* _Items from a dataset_
........
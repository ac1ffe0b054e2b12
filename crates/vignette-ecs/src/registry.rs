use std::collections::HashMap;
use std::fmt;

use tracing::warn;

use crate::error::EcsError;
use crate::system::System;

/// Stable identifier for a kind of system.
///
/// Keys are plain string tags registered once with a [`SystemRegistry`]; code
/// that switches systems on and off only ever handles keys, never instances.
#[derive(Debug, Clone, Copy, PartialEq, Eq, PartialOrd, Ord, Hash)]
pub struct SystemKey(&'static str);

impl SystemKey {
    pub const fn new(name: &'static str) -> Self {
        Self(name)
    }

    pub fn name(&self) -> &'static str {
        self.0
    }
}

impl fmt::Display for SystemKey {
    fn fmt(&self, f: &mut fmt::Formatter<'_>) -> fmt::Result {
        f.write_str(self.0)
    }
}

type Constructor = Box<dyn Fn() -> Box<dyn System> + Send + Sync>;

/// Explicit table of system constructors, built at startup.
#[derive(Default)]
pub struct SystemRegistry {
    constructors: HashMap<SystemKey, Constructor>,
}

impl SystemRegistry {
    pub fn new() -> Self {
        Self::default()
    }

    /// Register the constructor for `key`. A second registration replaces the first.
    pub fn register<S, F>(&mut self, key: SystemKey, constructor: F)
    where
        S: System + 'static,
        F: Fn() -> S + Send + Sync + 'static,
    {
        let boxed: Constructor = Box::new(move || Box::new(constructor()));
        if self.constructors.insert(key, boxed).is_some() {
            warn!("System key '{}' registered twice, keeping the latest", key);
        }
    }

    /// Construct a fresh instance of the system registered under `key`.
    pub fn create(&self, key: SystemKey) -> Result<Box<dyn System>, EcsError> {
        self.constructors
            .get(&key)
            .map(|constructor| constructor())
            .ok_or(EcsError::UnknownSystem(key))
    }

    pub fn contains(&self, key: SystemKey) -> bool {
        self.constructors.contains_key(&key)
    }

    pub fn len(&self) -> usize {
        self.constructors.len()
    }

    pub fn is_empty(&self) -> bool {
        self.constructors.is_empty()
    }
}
........
Line by line, copy the data above exactly as it reads.

repository ac1ffe0b054e2b12
filename crates/vignette-ecs/src/registry.rs
use std::collections::HashMap;
use std::fmt;

use tracing::warn;

use crate::error::EcsError;
use crate::system::System;

/// Stable identifier for a kind of system.
///
/// Keys are plain string tags registered once with a [`SystemRegistry`]; code
/// that switches systems on and off only ever handles keys, never instances.
#[derive(Debug, Clone, Copy, PartialEq, Eq, PartialOrd, Ord, Hash)]
pub struct SystemKey(&'static str);

impl SystemKey {
    pub const fn new(name: &'static str) -> Self {
        Self(name)
    }

    pub fn name(&self) -> &'static str {
        self.0
    }
}

impl fmt::Display for SystemKey {
    fn fmt(&self, f: &mut fmt::Formatter<'_>) -> fmt::Result {
        f.write_str(self.0)
    }
}

type Constructor = Box<dyn Fn() -> Box<dyn System> + Send + Sync>;

/// Explicit table of system constructors, built at startup.
#[derive(Default)]
pub struct SystemRegistry {
    constructors: HashMap<SystemKey, Constructor>,
}

impl SystemRegistry {
    pub fn new() -> Self {
        Self::default()
    }

    /// Register the constructor for `key`. A second registration replaces the first.
    pub fn register<S, F>(&mut self, key: SystemKey, constructor: F)
    where
        S: System + 'static,
        F: Fn() -> S + Send + Sync + 'static,
    {
        let boxed: Constructor = Box::new(move || Box::new(constructor()));
        if self.constructors.insert(key, boxed).is_some() {
            warn!("System key '{}' registered twice, keeping the latest", key);
        }
    }

    /// Construct a fresh instance of the system registered under `key`.
    pub fn create(&self, key: SystemKey) -> Result<Box<dyn System>, EcsError> {
        self.constructors
            .get(&key)
            .map(|constructor| constructor())
            .ok_or(EcsError::UnknownSystem(key))
    }

    pub fn contains(&self, key: SystemKey) -> bool {
        self.constructors.contains_key(&key)
    }

    pub fn len(&self) -> usize {
        self.constructors.len()
    }

    pub fn is_empty(&self) -> bool {
        self.constructors.is_empty()
    }
}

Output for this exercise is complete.